# EXERCISE REQUIREMENTS
Among the records that follow, how many lines contain the word "unavailable"? Give the number and no other words.

[MATERIALS PROVIDED Boundary: Start]

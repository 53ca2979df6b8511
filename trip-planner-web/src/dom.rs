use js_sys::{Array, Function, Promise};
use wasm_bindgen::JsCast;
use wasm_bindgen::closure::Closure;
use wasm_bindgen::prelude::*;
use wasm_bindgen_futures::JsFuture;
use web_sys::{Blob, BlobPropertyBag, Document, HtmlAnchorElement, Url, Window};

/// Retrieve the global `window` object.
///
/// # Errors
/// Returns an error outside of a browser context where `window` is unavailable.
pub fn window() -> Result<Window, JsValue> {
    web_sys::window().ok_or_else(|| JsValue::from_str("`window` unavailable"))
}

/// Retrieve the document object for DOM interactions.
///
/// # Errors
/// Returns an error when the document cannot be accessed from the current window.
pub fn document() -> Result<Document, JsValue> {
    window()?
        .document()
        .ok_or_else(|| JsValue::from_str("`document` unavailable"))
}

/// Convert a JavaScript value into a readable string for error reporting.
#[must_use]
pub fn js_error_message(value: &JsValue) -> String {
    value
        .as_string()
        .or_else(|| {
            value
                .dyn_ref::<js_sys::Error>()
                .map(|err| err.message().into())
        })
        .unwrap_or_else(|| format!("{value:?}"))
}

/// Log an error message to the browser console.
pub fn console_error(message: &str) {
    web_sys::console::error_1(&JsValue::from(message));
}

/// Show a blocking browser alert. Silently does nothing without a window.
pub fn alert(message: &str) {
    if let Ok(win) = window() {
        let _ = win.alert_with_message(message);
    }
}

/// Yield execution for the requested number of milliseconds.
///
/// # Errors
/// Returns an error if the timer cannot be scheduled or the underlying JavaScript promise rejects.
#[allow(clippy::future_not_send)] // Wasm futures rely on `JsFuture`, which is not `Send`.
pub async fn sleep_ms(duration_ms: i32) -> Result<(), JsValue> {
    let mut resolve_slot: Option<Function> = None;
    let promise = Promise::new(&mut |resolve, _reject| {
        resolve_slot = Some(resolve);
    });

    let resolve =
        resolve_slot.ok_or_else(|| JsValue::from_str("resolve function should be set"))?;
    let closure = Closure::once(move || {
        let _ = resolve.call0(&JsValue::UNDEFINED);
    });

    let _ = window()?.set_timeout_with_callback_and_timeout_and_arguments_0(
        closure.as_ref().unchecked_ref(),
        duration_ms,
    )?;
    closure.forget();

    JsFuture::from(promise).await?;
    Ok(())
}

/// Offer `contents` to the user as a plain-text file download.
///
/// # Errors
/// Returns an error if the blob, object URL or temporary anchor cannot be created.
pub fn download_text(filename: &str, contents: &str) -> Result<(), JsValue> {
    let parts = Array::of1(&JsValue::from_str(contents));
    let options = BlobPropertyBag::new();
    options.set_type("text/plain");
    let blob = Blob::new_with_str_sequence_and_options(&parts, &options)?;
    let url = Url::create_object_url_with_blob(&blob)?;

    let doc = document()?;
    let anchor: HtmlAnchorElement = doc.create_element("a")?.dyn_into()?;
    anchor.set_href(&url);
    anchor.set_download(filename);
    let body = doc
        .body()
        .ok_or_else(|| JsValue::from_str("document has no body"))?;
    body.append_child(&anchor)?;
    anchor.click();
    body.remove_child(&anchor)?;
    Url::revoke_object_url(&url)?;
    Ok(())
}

[MATERIALS PROVIDED Boundary: End]
[MATERIALS PROVIDED Boundary: Start]

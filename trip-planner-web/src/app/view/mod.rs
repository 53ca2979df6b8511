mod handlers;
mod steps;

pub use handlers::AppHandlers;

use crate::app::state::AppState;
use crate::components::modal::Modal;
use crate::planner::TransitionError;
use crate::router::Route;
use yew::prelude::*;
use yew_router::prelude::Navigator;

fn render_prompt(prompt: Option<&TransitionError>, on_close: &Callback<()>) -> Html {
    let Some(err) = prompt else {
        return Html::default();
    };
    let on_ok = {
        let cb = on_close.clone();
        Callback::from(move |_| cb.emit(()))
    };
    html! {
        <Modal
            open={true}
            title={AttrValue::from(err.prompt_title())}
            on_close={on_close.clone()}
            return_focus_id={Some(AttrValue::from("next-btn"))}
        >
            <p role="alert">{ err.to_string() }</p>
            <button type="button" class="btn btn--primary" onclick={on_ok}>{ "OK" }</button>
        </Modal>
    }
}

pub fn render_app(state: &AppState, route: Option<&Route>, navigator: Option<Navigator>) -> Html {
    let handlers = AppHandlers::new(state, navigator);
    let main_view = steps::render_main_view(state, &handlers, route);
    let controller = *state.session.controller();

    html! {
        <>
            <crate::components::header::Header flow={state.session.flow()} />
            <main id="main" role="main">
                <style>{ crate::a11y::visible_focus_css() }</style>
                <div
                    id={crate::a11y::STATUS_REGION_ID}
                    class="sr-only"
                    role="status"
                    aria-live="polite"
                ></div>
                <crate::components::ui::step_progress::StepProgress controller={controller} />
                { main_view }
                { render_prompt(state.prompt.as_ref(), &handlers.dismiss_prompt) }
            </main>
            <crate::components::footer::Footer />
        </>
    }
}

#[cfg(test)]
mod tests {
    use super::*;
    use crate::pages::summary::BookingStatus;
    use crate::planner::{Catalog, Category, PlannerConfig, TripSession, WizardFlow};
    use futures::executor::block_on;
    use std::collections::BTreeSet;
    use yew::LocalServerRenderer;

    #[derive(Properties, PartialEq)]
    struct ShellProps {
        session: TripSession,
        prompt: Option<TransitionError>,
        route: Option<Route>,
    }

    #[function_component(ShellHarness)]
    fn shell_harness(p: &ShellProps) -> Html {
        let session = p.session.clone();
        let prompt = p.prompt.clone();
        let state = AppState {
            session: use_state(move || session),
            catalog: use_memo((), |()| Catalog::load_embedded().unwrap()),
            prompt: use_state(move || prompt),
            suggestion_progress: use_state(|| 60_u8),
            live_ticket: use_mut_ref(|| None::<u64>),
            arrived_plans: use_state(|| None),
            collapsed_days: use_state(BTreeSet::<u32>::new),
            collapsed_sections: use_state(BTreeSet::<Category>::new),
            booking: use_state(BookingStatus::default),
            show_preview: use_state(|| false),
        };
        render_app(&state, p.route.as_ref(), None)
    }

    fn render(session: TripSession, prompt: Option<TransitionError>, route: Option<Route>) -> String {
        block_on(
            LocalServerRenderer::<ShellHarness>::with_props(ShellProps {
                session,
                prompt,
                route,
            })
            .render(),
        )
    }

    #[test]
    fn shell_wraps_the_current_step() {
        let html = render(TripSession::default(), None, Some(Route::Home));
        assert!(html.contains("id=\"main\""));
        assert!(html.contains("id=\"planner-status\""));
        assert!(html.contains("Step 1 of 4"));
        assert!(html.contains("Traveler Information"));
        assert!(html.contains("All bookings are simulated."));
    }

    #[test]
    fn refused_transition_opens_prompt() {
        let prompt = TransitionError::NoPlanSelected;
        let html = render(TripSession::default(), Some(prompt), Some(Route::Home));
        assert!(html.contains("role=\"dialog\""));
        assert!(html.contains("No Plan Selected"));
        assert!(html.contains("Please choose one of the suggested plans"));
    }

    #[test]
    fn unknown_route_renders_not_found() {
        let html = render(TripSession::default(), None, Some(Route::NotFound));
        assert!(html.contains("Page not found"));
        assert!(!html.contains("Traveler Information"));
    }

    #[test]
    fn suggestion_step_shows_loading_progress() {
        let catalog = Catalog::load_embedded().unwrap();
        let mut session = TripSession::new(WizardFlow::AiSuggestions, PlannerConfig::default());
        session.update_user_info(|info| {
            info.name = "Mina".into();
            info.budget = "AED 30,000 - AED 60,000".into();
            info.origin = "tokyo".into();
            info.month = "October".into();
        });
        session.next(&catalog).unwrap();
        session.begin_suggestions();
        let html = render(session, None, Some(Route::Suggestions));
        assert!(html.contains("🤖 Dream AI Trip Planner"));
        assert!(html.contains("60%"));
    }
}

[MATERIALS PROVIDED Boundary: End]

# RESPONSE BOX
3